Last month, NYSAR launched a statewide multimedia “Cap that Tax” campaign in support of Gov. Andrew Cuomo’s proposed two-percent cap on property taxes. The campaign has been a resounding success, resulting in thousands of people from all across New York writing lawmakers in support of a cap.
To read more about the deal, see the below article by the Democrat and Chronicle:
ALBANY — Gov. Andrew Cuomo and Assembly Democrats have reached a deal to cap the growth of property taxes in New York to 2 percent a year and carve out limited exemptions for burgeoning pension costs.
The agreement would also put an expiration date on the cap, linking it to the expiration for rent regulations for New York City and its suburbs. The current rent regulations, which expire next month, were for eight years.
Cuomo endorsed the plan this morning, calling it a “very good plan.”
“It’s long overdue,” Cuomo said on Talk 1300-AM in Albany. “It would make a dramatic difference for the better in this state. The Assembly’s proposal is right on line with every piece I’ve had in my proposal.”

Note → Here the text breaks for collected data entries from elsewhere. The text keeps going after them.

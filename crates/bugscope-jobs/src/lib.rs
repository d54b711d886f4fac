//! # bugscope-jobs
//!
//! Background analysis for bugscope.
//!
//! This crate provides:
//! - A job queue facade that never lets a store error escape a cycle
//! - Code context discovery for a bug URL
//! - The analysis pipeline (claim, load, analyze, persist)
//! - A poll-loop worker with graceful shutdown and an event stream
//!
//! ## Example
//!
//! ```ignore
//! use std::sync::Arc;
//! use bugscope_db::Database;
//! use bugscope_inference::AnalysisBackend;
//! use bugscope_jobs::{AnalysisPipeline, JobWorker, WorkerConfig};
//!
//! let db = Database::connect("postgres://...").await?;
//! let provider = Arc::new(AnalysisBackend::from_env()?);
//! let config = WorkerConfig::from_env();
//!
//! let pipeline = AnalysisPipeline::from_database(&db, provider)
//!     .with_context_root(config.context_root.clone())
//!     .with_timeout(config.analysis_timeout());
//!
//! let handle = JobWorker::new(pipeline, config).start();
//!
//! let mut events = handle.events();
//! while let Ok(event) = events.recv().await {
//!     println!("Event: {:?}", event);
//! }
//!
//! handle.shutdown().await?;
//! handle.join().await;
//! ```

pub mod context;
pub mod pipeline;
pub mod queue;
pub mod worker;

// Re-export core types
pub use bugscope_core::*;

pub use context::{discover, ContextDiscovery};
pub use pipeline::{AnalysisPipeline, CycleOutcome};
pub use queue::JobQueue;
pub use worker::{JobWorker, WorkerConfig, WorkerEvent, WorkerHandle};

/// Default polling interval for job processing (milliseconds).
pub const DEFAULT_POLL_INTERVAL_MS: u64 = bugscope_core::defaults::JOB_POLL_INTERVAL_MS;

/// Default deadline for a provider call (seconds).
pub const DEFAULT_ANALYSIS_TIMEOUT_SECS: u64 = bugscope_core::defaults::ANALYSIS_TIMEOUT_SECS;
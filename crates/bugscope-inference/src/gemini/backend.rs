//! Gemini analysis provider implementation.

use std::time::{Duration, Instant};

use async_trait::async_trait;
use reqwest::Client;
use tracing::{debug, info, warn};

use bugscope_core::defaults::{GEMINI_BASE_URL, GEMINI_MODEL, GEMINI_TIMEOUT_SECS};
use bugscope_core::{Analysis, AnalysisProvider, Bug, Error, Result};

use super::error::{to_bugscope_error, GeminiErrorCode};
use super::types::*;
use crate::prompt::{build_prompt, system_instruction};
use crate::response::{degraded, parse_analysis};

/// Provider name recorded on analyzed bugs.
pub const GEMINI_PROVIDER_NAME: &str = "gemini";

/// Configuration for the Gemini backend.
#[derive(Debug, Clone)]
pub struct GeminiConfig {
    /// Base URL up to and including the API version.
    pub base_url: String,
    pub api_key: String,
    pub model: String,
    /// Request timeout in seconds.
    pub timeout_seconds: u64,
    pub temperature: Option<f32>,
}

impl GeminiConfig {
    /// Config with default endpoint, model and timeout.
    pub fn new(api_key: impl Into<String>) -> Self {
        Self {
            base_url: GEMINI_BASE_URL.to_string(),
            api_key: api_key.into(),
            model: GEMINI_MODEL.to_string(),
            timeout_seconds: GEMINI_TIMEOUT_SECS,
            temperature: Some(0.2),
        }
    }

    /// Create from environment variables.
    ///
    /// Returns `None` when `GEMINI_API_KEY` is unset or blank.
    ///
    /// | Variable | Default |
    /// |----------|---------|
    /// | `GEMINI_API_KEY` | (required) |
    /// | `GEMINI_MODEL` | `gemini-1.5-flash` |
    /// | `GEMINI_BASE_URL` | `https://generativelanguage.googleapis.com/v1beta` |
    /// | `GEMINI_TIMEOUT_SECS` | `30` |
    pub fn from_env() -> Option<Self> {
        let api_key = std::env::var("GEMINI_API_KEY")
            .ok()
            .filter(|k| !k.trim().is_empty())?;

        let mut config = Self::new(api_key.trim());
        if let Ok(model) = std::env::var("GEMINI_MODEL") {
            if !model.trim().is_empty() {
                config.model = model.trim().to_string();
            }
        }
        if let Ok(base_url) = std::env::var("GEMINI_BASE_URL") {
            if !base_url.trim().is_empty() {
                config.base_url = base_url.trim().to_string();
            }
        }
        if let Some(secs) = std::env::var("GEMINI_TIMEOUT_SECS")
            .ok()
            .and_then(|s| s.parse::<u64>().ok())
        {
            config.timeout_seconds = secs.max(1);
        }
        Some(config)
    }

    pub fn with_model(mut self, model: impl Into<String>) -> Self {
        self.model = model.into();
        self
    }

    pub fn with_base_url(mut self, base_url: impl Into<String>) -> Self {
        self.base_url = base_url.into();
        self
    }

    pub fn with_timeout_seconds(mut self, secs: u64) -> Self {
        self.timeout_seconds = secs;
        self
    }

    /// Full `generateContent` URL for the configured model.
    pub fn endpoint(&self) -> String {
        format!(
            "{}/models/{}:generateContent",
            self.base_url.trim_end_matches('/'),
            self.model
        )
    }
}

/// Gemini-backed [`AnalysisProvider`].
pub struct GeminiBackend {
    client: Client,
    config: GeminiConfig,
}

impl GeminiBackend {
    /// Create a new Gemini backend with the given configuration.
    pub fn new(config: GeminiConfig) -> Result<Self> {
        if config.api_key.trim().is_empty() {
            return Err(Error::Config("Gemini API key is empty".to_string()));
        }

        let client = Client::builder()
            .timeout(Duration::from_secs(config.timeout_seconds))
            .build()
            .map_err(|e| Error::Inference(format!("Failed to create HTTP client: {}", e)))?;

        info!(
            subsystem = "inference",
            component = "gemini",
            model = %config.model,
            timeout_secs = config.timeout_seconds,
            "Initializing Gemini backend"
        );

        Ok(Self { client, config })
    }

    /// Get the current configuration.
    pub fn config(&self) -> &GeminiConfig {
        &self.config
    }

    fn build_request(&self, bug: &Bug, context: &[String]) -> GenerateContentRequest {
        GenerateContentRequest {
            contents: vec![Content::user(build_prompt(bug, context))],
            system_instruction: Some(Content::system(system_instruction())),
            generation_config: GenerationConfig {
                response_mime_type: "application/json".to_string(),
                temperature: self.config.temperature,
            },
        }
    }
}

#[async_trait]
impl AnalysisProvider for GeminiBackend {
    async fn analyze(&self, bug: &Bug, context: &[String]) -> Result<Analysis> {
        let start = Instant::now();
        debug!(
            subsystem = "inference",
            component = "gemini",
            op = "analyze",
            bug_id = %bug.id,
            model = %self.config.model,
            context_files = context.len(),
            "Requesting analysis"
        );

        let response = self
            .client
            .post(self.config.endpoint())
            .query(&[("key", self.config.api_key.as_str())])
            .json(&self.build_request(bug, context))
            .send()
            .await
            .map_err(|e| {
                if e.is_timeout() {
                    Error::Timeout(format!("Gemini request timed out: {}", e))
                } else {
                    Error::Inference(format!("Gemini request failed: {}", e))
                }
            })?;

        let status = response.status();
        if !status.is_success() {
            let body: GeminiErrorResponse =
                response.json().await.unwrap_or(GeminiErrorResponse {
                    error: GeminiError {
                        code: status.as_u16(),
                        message: status
                            .canonical_reason()
                            .unwrap_or("Unknown error")
                            .to_string(),
                        status: String::new(),
                    },
                });
            let code = GeminiErrorCode::from_response(status.as_u16(), &body.error.status);
            warn!(
                subsystem = "inference",
                component = "gemini",
                op = "analyze",
                bug_id = %bug.id,
                http_status = status.as_u16(),
                error_code = ?code,
                "Gemini returned an error"
            );
            return Err(to_bugscope_error(code, &body.error.message));
        }

        let body = response
            .text()
            .await
            .map_err(|e| Error::Inference(format!("Failed to read Gemini response: {}", e)))?;

        let analysis = match serde_json::from_str::<GenerateContentResponse>(&body) {
            Ok(parsed) => match parsed.first_text() {
                Some(text) => parse_analysis(&text, GEMINI_PROVIDER_NAME),
                None => {
                    warn!(
                        subsystem = "inference",
                        component = "gemini",
                        bug_id = %bug.id,
                        "Gemini returned no candidates"
                    );
                    degraded("", GEMINI_PROVIDER_NAME)
                }
            },
            Err(e) => {
                warn!(
                    subsystem = "inference",
                    component = "gemini",
                    bug_id = %bug.id,
                    error = %e,
                    "Unexpected Gemini response shape, using raw body"
                );
                degraded(&body, GEMINI_PROVIDER_NAME)
            }
        };

        debug!(
            subsystem = "inference",
            component = "gemini",
            op = "analyze",
            bug_id = %bug.id,
            duration_ms = start.elapsed().as_millis() as u64,
            analysis_len = analysis.analysis.len(),
            "Analysis received"
        );
        Ok(analysis)
    }

    fn name(&self) -> &str {
        GEMINI_PROVIDER_NAME
    }
}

The sudden compromise between Cuomo and the Assembly now puts the onus on Senate Republican to sign off on it for it to become law. In January, Senate Republicans approved a stricter cap first proposed by Cuomo that had no exemptions for pension costs, and they’ve been reluctant to agree to changes.
Scott Reif, spokesman for Senate Republicans, said the conference would evaluate the proposal, but sounded optimistic about the changes.

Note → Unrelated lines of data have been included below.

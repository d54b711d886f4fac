//! Google Gemini analysis provider.
//!
//! Calls the `generateContent` endpoint of the Generative Language API in
//! JSON response mode and reads the reply with [`crate::response`].
//!
//! # Example
//!
//! ```rust,no_run
//! use bugscope_inference::gemini::{GeminiBackend, GeminiConfig};
//!
//! // From environment variables; `None` when GEMINI_API_KEY is unset
//! if let Some(config) = GeminiConfig::from_env() {
//!     let backend = GeminiBackend::new(config).unwrap();
//!     println!("Using model {}", backend.config().model);
//! }
//!
//! // Or with custom config
//! let config = GeminiConfig::new("my-key").with_model("gemini-1.5-pro");
//! let backend = GeminiBackend::new(config).unwrap();
//! ```

mod backend;
mod error;
mod types;

pub use backend::{GeminiBackend, GeminiConfig, GEMINI_PROVIDER_NAME};
pub use error::{to_bugscope_error, GeminiErrorCode};
pub use types::*;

“We’re reviewing the bill now and will formally conference it later today, but it includes many of the things Senate Republicans have been pushing for three years, since we first passed a property tax cap,” Reif said.

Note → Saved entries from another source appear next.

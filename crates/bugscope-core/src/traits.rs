//! Core traits for bugscope abstractions.
//!
//! These traits define the interfaces that storage backends and AI
//! providers must satisfy, so the analysis pipeline can run against
//! PostgreSQL in production and an in-memory store in tests.

use async_trait::async_trait;
use chrono::{DateTime, Utc};
use serde_json::Value as JsonValue;
use uuid::Uuid;

use crate::analysis::{Analysis, AnalysisRecord};
use crate::error::Result;
use crate::lifecycle::Transition;
use crate::models::*;

// =============================================================================
// PROJECT REPOSITORY
// =============================================================================

/// Repository for project records.
#[async_trait]
pub trait ProjectRepository: Send + Sync {
    /// Create a project. Keys must be unique.
    async fn insert(&self, req: CreateProjectRequest) -> Result<Project>;

    /// Get a project by ID.
    async fn get(&self, id: Uuid) -> Result<Option<Project>>;

    /// Resolve the widget key to its project.
    async fn get_by_public_key(&self, public_key: &str) -> Result<Option<Project>>;
}

// =============================================================================
// BUG REPOSITORY
// =============================================================================

/// Repository for bug reports.
///
/// Status writes are conditional on the lifecycle table in
/// [`crate::lifecycle`]; an illegal move is reported, never applied.
#[async_trait]
pub trait BugRepository: Send + Sync {
    /// Persist a bug with status `queued` together with its `ANALYZE_BUG` job,
    /// atomically.
    async fn submit(&self, req: CreateBugRequest) -> Result<SubmittedBug>;

    /// Get a bug by ID.
    async fn get(&self, id: Uuid) -> Result<Option<Bug>>;

    /// Get a bug joined with its project.
    async fn get_with_project(&self, id: Uuid) -> Result<Option<BugWithProject>>;

    /// List bugs, newest first.
    async fn list(&self, req: ListBugsRequest) -> Result<Vec<Bug>>;

    /// Move a bug to `status`.
    ///
    /// Returns `Err(NotFound)` when the bug does not exist.
    async fn set_status(&self, id: Uuid, status: BugStatus) -> Result<Transition<BugStatus>>;

    /// Write analysis results and move the bug to `analyzed`.
    async fn record_analysis(
        &self,
        id: Uuid,
        record: &AnalysisRecord,
    ) -> Result<Transition<BugStatus>>;
}

// =============================================================================
// JOB REPOSITORY
// =============================================================================

/// Durable job queue.
#[async_trait]
pub trait JobRepository: Send + Sync {
    /// Queue a new job.
    async fn enqueue(&self, job_type: JobType, payload: JsonValue) -> Result<Uuid>;

    /// Claim the oldest queued job of `job_type`, moving it to `processing`.
    ///
    /// The select and the status change happen in one conditional update;
    /// a caller that loses the race gets `None`, as does a caller facing an
    /// empty queue.
    async fn claim_next(&self, job_type: JobType) -> Result<Option<Job>>;

    /// Mark a claimed job as done. A second call is a no-op.
    ///
    /// Applies only while the job is still held under `job`'s claim (same
    /// `started_at`). A holder whose claim was requeued and taken by another
    /// worker gets `Rejected`.
    async fn complete(&self, job: &Job) -> Result<Transition<JobStatus>>;

    /// Mark a claimed job as failed, recording `error`. Fenced like
    /// [`JobRepository::complete`].
    async fn fail(&self, job: &Job, error: &str) -> Result<Transition<JobStatus>>;

    /// Get job by ID.
    async fn get(&self, job_id: Uuid) -> Result<Option<Job>>;

    /// Count of queued jobs.
    async fn pending_count(&self) -> Result<i64>;

    /// Per-status job counts.
    async fn queue_stats(&self) -> Result<QueueStats>;

    /// List recent jobs, newest first.
    async fn list_recent(&self, limit: i64) -> Result<Vec<Job>>;

    /// Move `processing` jobs claimed before `claimed_before` back to `queued`.
    ///
    /// Opt-in recovery for jobs abandoned by a crashed worker; returns the
    /// number of jobs requeued.
    async fn requeue_stale(&self, claimed_before: DateTime<Utc>) -> Result<u64>;
}

// =============================================================================
// AI PROVIDER
// =============================================================================

/// An AI analyzer for bug reports.
///
/// Transport, auth and quota failures must surface as errors. A successful
/// but malformed response should be degraded into a usable [`Analysis`]
/// instead.
#[async_trait]
pub trait AnalysisProvider: Send + Sync {
    /// Analyze `bug` given up to 30 candidate source paths.
    async fn analyze(&self, bug: &Bug, context: &[String]) -> Result<Analysis>;

    /// Provider name recorded on the bug.
    fn name(&self) -> &str;
}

“Senator Skelos has insisted on a strong cap and elevated the property tax cap as a post-budget issue this year. We view this as a positive development in our efforts to enact a property tax cap.”
But as Gannett’s Albany bureau first reported earlier this month, Assembly Democrats were seeking some exemptions to pension costs in the cap to provide some relief to local governments and schools, as well as a sunset provision. Municipalities have warned that pension costs alone would likely exceed the 2 percent cap.
“Our message to property owners who have struggled under the burden of soaring taxes is simple,” said Assembly Speaker Sheldon Silver, D-Manhattan, in a statement this morning in announcing the compromise bill. “Hard working families are saddled with some of the highest property taxes in the nation and need real relief in order to be able to live and raise their children in New York state.”
The compromise would exempt pension payments from the cap that grow more than 2 percent a year. For example, next year pension costs for local governments are expected to grow from 16 percent to 19 percent of payroll — so all but the final 1 percent would be included in the cap.
The deal would also include Cuomo’s plan to require a 60 percent vote of residents in a community to override the tax cap for school budgets. Local governments and schools would also be able to carry over up to 1.5 percent from one year to the next if their tax levy is below the 2 percent cap.
Another exemption would allow local governments and school districts to adjust the tax levy higher than 2 percent if there’s a substantial growth in a community’s population.
The tax cap would take effect for the 2012 fiscal year for local governments and the 2012-13 school budget year, which starts July 1, 2012.